# Traynor YBX212



## ezcomes (Jul 28, 2008)

anyone got one?

i've been looking for a new 212 with V30's...and this one almost seems perfect...even a vertical slant!

how does it sound though? hard rock? classic rock? does it project well?

i can't even find dimensions on it...

what are your thoughts?


----------



## GTmaker (Apr 24, 2006)

Im surprised no one has replied yet....

Anyways...my local L&M has this cabinet and to me . I'm surprised on how small the thing looks.
I say small but not in a bad way. It realy does look nice but I have never tried it.

From the pictures, you'll see that it is as wide as a Bassmaster head.
Get the width of the head and mark it somewhere so you can see how narrow the cabinet is.
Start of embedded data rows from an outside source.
//! Salvium pool miner: RandomX worker pool, dataset management, and the
//! pool session wire protocol.

pub mod args;
pub mod error;
pub mod job;
pub mod pool;
pub mod randomx_ctx;
pub mod share;
pub mod supervisor;
pub mod target;
pub mod worker;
thats all a can add, so good luck with your hunt.
G.


----------



## Stonehead (Nov 12, 2013)

I had one of these cabs paired with the YBA1Mod1 amp. Very loud, it sounds excellent cranked. The V30's just shine at high volume. I did not like the low volume clean sound of the amp so it ended up going back along with the cab.


----------



## Dorian2 (Jun 9, 2015)

Bumparoni!

I just picked up a used Blackstar Venue 20H head and was interested in picking up a good 2x12 for it (if I cannot find a cheaper BS2x12). I've been looking at the YBX212 for a while now. So does anyone know if this or perhaps another 2x12 (Marshall?) would be a good fit for it?

I really like the price on the traynor...and the look too. And the specs seem great with the 2 x V30's and open/closed back options...with solid wood construction. One review rated it better than the equivalent Marshall which cheaped out on the handles and the backing plates.

Any idears?


----------



## Budda (May 29, 2007)

Can you go try it?


----------



## Dorian2 (Jun 9, 2015)

Budda said:


> Can you go try it?


I could if they either have the same head at L&M or I bring mine in when I get it. I think L&M are the only dealers of Traynor. Not sure though.

I'd love to hear an opinion from here as well though.


----------



## Chito (Feb 17, 2006)

I have one paired with my YB1 Tribute. As already mentioned, it's loud and excellent for rock music.


----------



## Dorian2 (Jun 9, 2015)

Is that an ES-335 I see there? Nice guitar.

I'm pretty sure that the Traynor will work well with the new head. Given that it has 2 V30's and is a solid construction, it would probably work better than the one Blackstar offers in the 2x12 configuration. (70/80's I believe).
Those V30's make everything louder. Can't wait to try it out.


----------



## Budda (May 29, 2007)

Dorian2 said:


> I could if they either have the same head at L&M or I bring mine in when I get it. I think L&M are the only dealers of Traynor. Not sure though.
> 
> I'd love to hear an opinion from here as well though.


Just bring your head and guitar then. That will give you the best answer, and trying gear is fun.


----------



## Dorian2 (Jun 9, 2015)

Budda said:


> Just bring your head and guitar then. That will give you the best answer, and trying gear is fun.



Yeah, I'll end up doing that most likely.


----------



## 5732 (Jul 30, 2009)

I tried the cab in store with the YBA-1 and it was loud and angry. I was looking for a 212 head for my old reverb master, but the footpront of that amp is much bigger than the ybx2212. I ended up going with a ycx212 and dumping the seventy80s for some WGS veteran 30s. I have the ycx112 cab as well. They match the new and old heads pretty well.


----------